**Problem requirements**
Repeat each line of the material word for word.

**Supplied data**
===============

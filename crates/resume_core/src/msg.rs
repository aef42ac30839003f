use crate::{
    CoverLetter, Failure, ImprovementReport, InsightKind, InterviewPrepReport, JobMatch,
    MatchReport, RequestToken, SelectedFile, SkillsGapReport,
};

#[derive(Debug, Clone, PartialEq)]
pub enum Msg {
    /// User picked or dropped a resume file.
    FileSelected(SelectedFile),
    /// User clicked Start Over.
    ResetClicked,
    /// User asked to match the selected resume against jobs.
    MatchClicked,
    /// User asked for improvement suggestions on the selected resume.
    ImproveClicked,
    /// User asked for one insight report on a matched job.
    InsightRequested { kind: InsightKind, job: JobMatch },
    /// User closed an insight panel.
    InsightClosed(InsightKind),
    /// User dismissed the error banner.
    ErrorDismissed,
    /// Collaborator reply to a match request.
    MatchCompleted {
        token: RequestToken,
        result: Result<MatchReport, Failure>,
    },
    /// Collaborator reply to an improve request.
    ImproveCompleted {
        token: RequestToken,
        result: Result<ImprovementReport, Failure>,
    },
    /// Collaborator reply to an insight request.
    InsightCompleted {
        token: RequestToken,
        outcome: InsightOutcome,
    },
    /// Render tick.
    Tick,
}

/// Typed reply of one insight call; the variant names the workflow it belongs to.
#[derive(Debug, Clone, PartialEq, Eq)]
pub enum InsightOutcome {
    SkillsGap(Result<SkillsGapReport, Failure>),
    InterviewPrep(Result<InterviewPrepReport, Failure>),
    CoverLetter(Result<CoverLetter, Failure>),
}

impl InsightOutcome {
    pub fn kind(&self) -> InsightKind {
        match self {
            InsightOutcome::SkillsGap(_) => InsightKind::SkillsGap,
            InsightOutcome::InterviewPrep(_) => InsightKind::InterviewPrep,
            InsightOutcome::CoverLetter(_) => InsightKind::CoverLetter,
        }
    }
}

===============

**Response area**
filename crates/resume_core/src/msg.rs
repository aef42ac30839003f
use crate::{
    CoverLetter, Failure, ImprovementReport, InsightKind, InterviewPrepReport, JobMatch,
    MatchReport, RequestToken, SelectedFile, SkillsGapReport,
};

#[derive(Debug, Clone, PartialEq)]
pub enum Msg {
    /// User picked or dropped a resume file.
    FileSelected(SelectedFile),
    /// User clicked Start Over.
    ResetClicked,
    /// User asked to match the selected resume against jobs.
    MatchClicked,
    /// User asked for improvement suggestions on the selected resume.
    ImproveClicked,
    /// User asked for one insight report on a matched job.
    InsightRequested { kind: InsightKind, job: JobMatch },
    /// User closed an insight panel.
    InsightClosed(InsightKind),
    /// User dismissed the error banner.
    ErrorDismissed,
    /// Collaborator reply to a match request.
    MatchCompleted {
        token: RequestToken,
        result: Result<MatchReport, Failure>,
    },
    /// Collaborator reply to an improve request.
    ImproveCompleted {
        token: RequestToken,
        result: Result<ImprovementReport, Failure>,
    },
    /// Collaborator reply to an insight request.
    InsightCompleted {
        token: RequestToken,
        outcome: InsightOutcome,
    },
    /// Render tick.
    Tick,
}

/// Typed reply of one insight call; the variant names the workflow it belongs to.
#[derive(Debug, Clone, PartialEq, Eq)]
pub enum InsightOutcome {
    SkillsGap(Result<SkillsGapReport, Failure>),
    InterviewPrep(Result<InterviewPrepReport, Failure>),
    CoverLetter(Result<CoverLetter, Failure>),
}

impl InsightOutcome {
    pub fn kind(&self) -> InsightKind {
        match self {
            InsightOutcome::SkillsGap(_) => InsightKind::SkillsGap,
            InsightOutcome::InterviewPrep(_) => InsightKind::InterviewPrep,
            InsightOutcome::CoverLetter(_) => InsightKind::CoverLetter,
        }
    }
}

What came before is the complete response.